In response to a letter to the editor from the Oct. 1 edition of The Globe, thank goodness that being hard of hearing or being “older” are not criteria for requesting a lethal prescription for ending your life.

In response to a letter to the editor from the Oct. 1 edition of The Globe, thank goodness that being hard of hearing or being “older” are not criteria for requesting a lethal prescription for ending your life.

The law as written requires that you be mentally competent, over the age of 18 and are considered to be dying from terminal disease such ALS, cancer or AIDS, with less than six months to live.

The law also provides safe guards, such as one of your children or others who might profit from your death cannot sign or witness your request to end your life with a lethal prescription. The prescription cannot be written unless two physicians agree that you are mentally competent, suffering from a disease that will end your life within six months and are making the decision without pressure from others.

Disability, age, race, ethnicity and economic status are all irrelevant under I-1000. Only people who are diagnosed as terminally ill with less than six months to live are eligible to use the law.

Please don’t allow these scare tactics to dissuade you. Read the law yourself and make an informed decision, go to www. secstate.wa.gov/elections/initiatives/text/i1000.pdf.

I should have the right to end my life if the suffering becomes too unbearable for my family and me. Don’t I have the right to choose what is best for me, my family and my end of life decisions? I don’t consider this to be assisted suicide.
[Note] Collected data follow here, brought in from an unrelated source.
impl AudioCodec {
    /// ALSA-backed codec using the configured mixer backend.
    pub fn new(config: &Config) -> Self {
        let locator = CardLocator::new(
            build_card_probe(&config.mixer),
            config.mixer.card_identifier.clone(),
            config.mixer.default_card,
        );
        let calibrator = MixerCalibrator::new(
            build_mixer(&config.mixer),
            config.mixer.steps.clone(),
            config.mixer.step_timeout,
        );
        Self::with_parts(config.audio.clone(), Arc::new(AlsaHost::new()), locator, calibrator)
    }

    pub fn with_parts(
        config: AudioConfig,
        host: Arc<dyn AudioHost>,
        locator: CardLocator,
        calibrator: MixerCalibrator,
    ) -> Self {
        let resolver = DeviceResolver::new(host.clone(), &config);
        let fanout = Arc::new(ListenerFanout::new(config.listener_backlog_warn));
        Self {
            config,
            host,
            locator,
            calibrator,
            resolver,
            fanout,
            state: Arc::new(Mutex::new(StreamState::Uninitialized)),
            devices: RwLock::new(None),
            session: tokio::sync::Mutex::new(None),
            playback: Mutex::new(None),
            playback_busy: AtomicBool::new(false),
            calibration: Mutex::new(None),
        }
    }

    pub fn state(&self) -> StreamState {
        *self.state.lock()
    }

    fn set_state(&self, state: StreamState) {
        let mut current = self.state.lock();
        if *current != state {
            log::debug!("Audio stream state {:?} -> {:?}", *current, state);
            *current = state;
        }
    }

    /// Calibrate the codec, resolve devices and open both streams.
    ///
    /// Calling it while already open is a no-op. On error the state is
    /// `Failed` and no stream is left open.
    pub async fn initialize(&self) -> AudioResult<()> {
        let mut session = self.session.lock().await;
        if self.state() == StreamState::Open {
            log::warn!("Audio streams already open, ignoring initialize()");
            return Ok(());
        }
        // 上一次会话因硬件故障进入 Failed，先回收残留线程
        if let Some(stale) = session.take() {
            self.shutdown_session(stale, false).await;
        }

        self.set_state(StreamState::Calibrating);
        let card = self.locator.locate().await;
        let report = self.calibrator.calibrate(card).await;
        *self.calibration.lock() = Some(report);

        match self.open_session(card).await {
            Ok(opened) => {
                *session = Some(opened);
                Ok(())
            }
            Err(e) => {
                log::error!("Audio initialization failed: {}", e);
                *self.devices.write() = None;
                self.set_state(StreamState::Failed);
                Err(e)
            }
        }
    }

    async fn open_session(&self, card: u32) -> AudioResult<Session> {
        let resolver = self.resolver.clone();
        let mut devices = tokio::task::spawn_blocking(move || resolver.resolve(Some(card)))
            .await
            .map_err(AudioError::backend)??;

        let host = self.host.clone();
        let wanted = devices.clone();
        let (capture_stream, playback_stream) =
            tokio::task::spawn_blocking(move || open_streams(host.as_ref(), &wanted))
                .await
                .map_err(AudioError::backend)??;

        adopt_negotiated(&mut devices.input, capture_stream.sample_rate(), capture_stream.channels());
        adopt_negotiated(&mut devices.output, playback_stream.sample_rate(), playback_stream.channels());
        log::info!(
            "Audio streams open: input {} @ {} Hz, output {} @ {} Hz",
            devices.input.id,
            devices.input.sample_rate,
            devices.output.id,
            devices.output.sample_rate
        );

        let playback = PlaybackWorker::spawn(
            playback_stream,
            self.config.playback_chunk_frames,
            self.failure_hook("playback"),
        )
        .map_err(|e| AudioError::Initialization {
            stage: "playback thread",
            reason: e.to_string(),
        })?;
        let jobs = playback.jobs().ok_or_else(|| AudioError::Initialization {
            stage: "playback thread",
            reason: "job queue closed".to_string(),
        })?;

        let (shutdown, shutdown_rx) = watch::channel(false);
        *self.playback.lock() = Some(PlaybackHandle {
            jobs,
            cancel: playback.cancel_flag(),
            shutdown: shutdown_rx,
            output: devices.output.clone(),
        });
        *self.devices.write() = Some(devices.clone());

        let session_id = self.fanout.begin_session(&devices.input);
        self.set_state(StreamState::Open);

        let capture = match CaptureWorker::spawn(
            capture_stream,
            self.config.frame_duration_ms,
            session_id,
            self.fanout.clone(),
            self.failure_hook("capture"),
        ) {
            Ok(capture) => capture,
            Err(e) => {
                self.playback.lock().take();
                let fanout = self.fanout.clone();
                let _ = tokio::task::spawn_blocking(move || {
                    fanout.end_session(CALLBACK_WAIT);
                    playback.stop();
                })
                .await;
                return Err(AudioError::Initialization {
                    stage: "capture thread",
                    reason: e.to_string(),
                });
            }
        };

        Ok(Session {
            capture,
            playback,
            shutdown,
        })
    }

    /// Moves an open session to `Failed`. The gate closes first so that no
    /// listener sees a frame once the state has changed.
    fn failure_hook(&self, stream: &'static str) -> FailureHook {
        let state = self.state.clone();
        let fanout = self.fanout.clone();
        Box::new(move |err: &AudioError| {
            fanout.close_gate(CALLBACK_WAIT);
            let mut state = state.lock();
            if *state == StreamState::Open {
                *state = StreamState::Failed;
            }
            log::error!("Audio {} stopped by hardware failure: {}", stream, err);
        })
    }

    /// Stop capture and playback and release both devices.
    ///
    /// No frame reaches a listener once this returns. An in-flight `play()`
    /// resolves with [`AudioError::Cancelled`]. Calling it again is a no-op.
    pub async fn close(&self) {
        let mut session = self.session.lock().await;
        let Some(active) = session.take() else {
            let mut state = self.state.lock();
            if *state == StreamState::Failed {
                *state = StreamState::Closed;
            }
            return;
        };

        self.shutdown_session(active, true).await;
        *self.devices.write() = None;
        self.set_state(StreamState::Closed);
        log::info!("Audio streams closed");
    }

    /// Stop capture and let listeners work through queued frames while the
    /// state is still what it was, then close the gate. Only after that does
    /// the state move to `Closing` (when `closing` is set).
    async fn shutdown_session(&self, session: Session, closing: bool) {
        let Session {
            capture,
            playback,
            shutdown,
        } = session;

        shutdown.send_replace(true);
        playback.cancel_flag().store(true, Ordering::Relaxed);

        if tokio::task::spawn_blocking(move || capture.stop()).await.is_err() {
            log::error!("Failed to join capture thread");
        }
        self.fanout.drain(DRAIN_TIMEOUT).await;

        let fanout = self.fanout.clone();
        if tokio::task::spawn_blocking(move || fanout.close_gate(CALLBACK_WAIT))
            .await
            .is_err()
        {
            log::error!("Failed to close listener gate");
        }
        if closing {
            self.set_state(StreamState::Closing);
        }
        self.playback.lock().take();

        let fanout = self.fanout.clone();
        if tokio::task::spawn_blocking(move || fanout.end_session(CALLBACK_WAIT))
            .await
            .is_err()
        {
            log::error!("Failed to notify listeners of capture stop");
        }
        if tokio::task::spawn_blocking(move || playback.stop()).await.is_err() {
            log::error!("Failed to join playback thread");
        }
    }

    /// Play mono `samples` recorded at `sample_rate` and wait until they
    /// have been written and drained.
    ///
    /// `device: None` (or the session's own output id) uses the open output
    /// stream; any other id opens a transient stream on that device. Only one
    /// playback runs at a time, a concurrent call fails with
    /// [`AudioError::Busy`].
    pub async fn play(&self, samples: &[i16], sample_rate: u32, device: Option<&str>) -> AudioResult<()> {
        let state = self.state();
        if state != StreamState::Open {
            return Err(AudioError::InvalidState(state));
        }
        let handle = self
            .playback
            .lock()
            .clone()
            .ok_or_else(|| AudioError::InvalidState(self.state()))?;
        let _busy = BusyGuard::acquire(&self.playback_busy).ok_or(AudioError::Busy)?;

        let mut shutdown = handle.shutdown.clone();
        if *shutdown.borrow() {
            return Err(AudioError::Cancelled);
        }

        let work = async {
            match device.filter(|id| *id != handle.output.id) {
                None => self.play_on_session(&handle, samples, sample_rate).await,
                Some(id) => self.play_transient(id, &handle, samples, sample_rate).await,
            }
        };

        tokio::select! {
            result = work => result,
            _ = closed(&mut shutdown) => {
                log::info!("Playback cancelled by close()");
                Err(AudioError::Cancelled)
            }
        }
    }

    async fn play_on_session(&self, handle: &PlaybackHandle, samples: &[i16], sample_rate: u32) -> AudioResult<()> {
        let out = &handle.output;
        let data = prepare_playback(samples, sample_rate, out.sample_rate, out.channels);
        let (done, result) = oneshot::channel();
        handle
            .jobs
            .send(PlaybackCommand::Play(PlaybackJob { samples: data, done }))
            .await
            .map_err(|_| AudioError::Cancelled)?;
        result.await.unwrap_or(Err(AudioError::Cancelled))
    }

    async fn play_transient(
        &self,
        id: &str,
        handle: &PlaybackHandle,
        samples: &[i16],
        sample_rate: u32,
    ) -> AudioResult<()> {
        let resolver = self.resolver.clone();
        let host = self.host.clone();
        let cancel = handle.cancel.clone();
        let chunk_frames = self.config.playback_chunk_frames;
        let id = id.to_string();
        let samples = samples.to_vec();

        tokio::task::spawn_blocking(move || {
            let device = resolver
                .lookup(&id, Direction::Output)?
                .ok_or_else(|| AudioError::DeviceUnavailable {
                    direction: Direction::Output,
                    reason: format!("device '{}' not found", id),
                })?;
            let mut stream = host.open_playback(&device)?;
            let data = prepare_playback(&samples, sample_rate, stream.sample_rate(), stream.channels());
            log::info!("Playing {} samples on {}", samples.len(), device);
            write_cancellable(stream.as_mut(), &data, chunk_frames, &cancel)
        })
        .await
        .map_err(AudioError::backend)?
    }

    /// Register a consumer of captured frames. Allowed in any state,
    /// including while frames are being delivered.
    pub fn add_audio_listener(&self, listener: Arc<dyn AudioListener>) -> AudioResult<ListenerId> {
        self.fanout
            .add(listener)
            .map_err(|e| AudioError::Backend(format!("cannot start listener delivery thread: {}", e)))
    }

    pub fn remove_audio_listener(&self, id: ListenerId) -> bool {
        self.fanout.remove(id)
    }

    pub fn listener_count(&self) -> usize {
        self.fanout.len()
    }

    pub fn input_device(&self) -> Option<DeviceDescriptor> {
        self.devices.read().as_ref().map(|d| d.input.clone())
    }

    pub fn output_device(&self) -> Option<DeviceDescriptor> {
        self.devices.read().as_ref().map(|d| d.output.clone())
    }

    pub fn input_sample_rate(&self) -> Option<u32> {
        self.devices.read().as_ref().map(|d| d.input.sample_rate)
    }

    pub fn output_sample_rate(&self) -> Option<u32> {
        self.devices.read().as_ref().map(|d| d.output.sample_rate)
    }

    /// Outcome of the most recent calibration run.
    pub fn calibration_report(&self) -> Option<CalibrationReport> {
        self.calibration.lock().clone()
    }
}
//! Sample layout and rate conversion between callers and device-native formats.

/// Average interleaved channels down to mono.
pub fn downmix_to_mono(interleaved: &[i16], channels: usize) -> Vec<i16> {
    if channels <= 1 {
        return interleaved.to_vec();
    }
    interleaved
        .chunks_exact(channels)
        .map(|frame| {
            let sum: i32 = frame.iter().map(|&s| i32::from(s)).sum();
            (sum / channels as i32) as i16
        })
        .collect()
}

/// Duplicate a mono signal into every channel.
pub fn upmix_mono(mono: &[i16], channels: usize) -> Vec<i16> {
    if channels <= 1 {
        return mono.to_vec();
    }
    let mut out = Vec::with_capacity(mono.len() * channels);
    for &sample in mono {
        out.extend(std::iter::repeat_n(sample, channels));
    }
    out
}

/// Linear-interpolation resampler for mono audio.
pub fn resample(input: &[i16], from_rate: u32, to_rate: u32) -> Vec<i16> {
    if from_rate == to_rate || input.is_empty() || from_rate == 0 || to_rate == 0 {
        return input.to_vec();
    }

    let ratio = f64::from(from_rate) / f64::from(to_rate);
    let out_len = ((input.len() as f64) / ratio).round() as usize;
    let last = input.len() - 1;

    (0..out_len)
        .map(|i| {
            let pos = i as f64 * ratio;
            let idx = (pos as usize).min(last);
            let frac = pos - idx as f64;
            let a = f64::from(input[idx]);
            let b = f64::from(input[(idx + 1).min(last)]);
            (a + (b - a) * frac).round() as i16
        })
        .collect()
}

/// Turn caller-supplied mono samples at `rate` into the interleaved layout
/// the output device expects.
pub fn prepare_playback(mono: &[i16], rate: u32, device_rate: u32, device_channels: u16) -> Vec<i16> {
    let resampled = resample(mono, rate, device_rate);
    upmix_mono(&resampled, usize::from(device_channels))
}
Suicide is a choice between life and death, Death With Dignity is a choice of death on my terms or death by the disease’s terms. I think it should be my decision.

There seems to be some confusion about what the death with dignity law would actually do. To be clear, voting yes on the Death with Dignity initiative simply gives patients a choice, a choice of when to talk with their family and whether to take the lethal medication after it has been prescribed according to the safeguards stipulated. No one is ever forced to do anything under the law.

And yes, we are all terminal. I’ve told my children “As soon as we are born, we start dying … we begin aging.” That does not mean that I don’t treasure life and want to preserve it if at all possible, but if I am drowning in my own lung fluid or am unable to swallow or communicate with my loved ones while suffering from ALS, I might want to make a difficult decision and end my life before nature takes it’s course.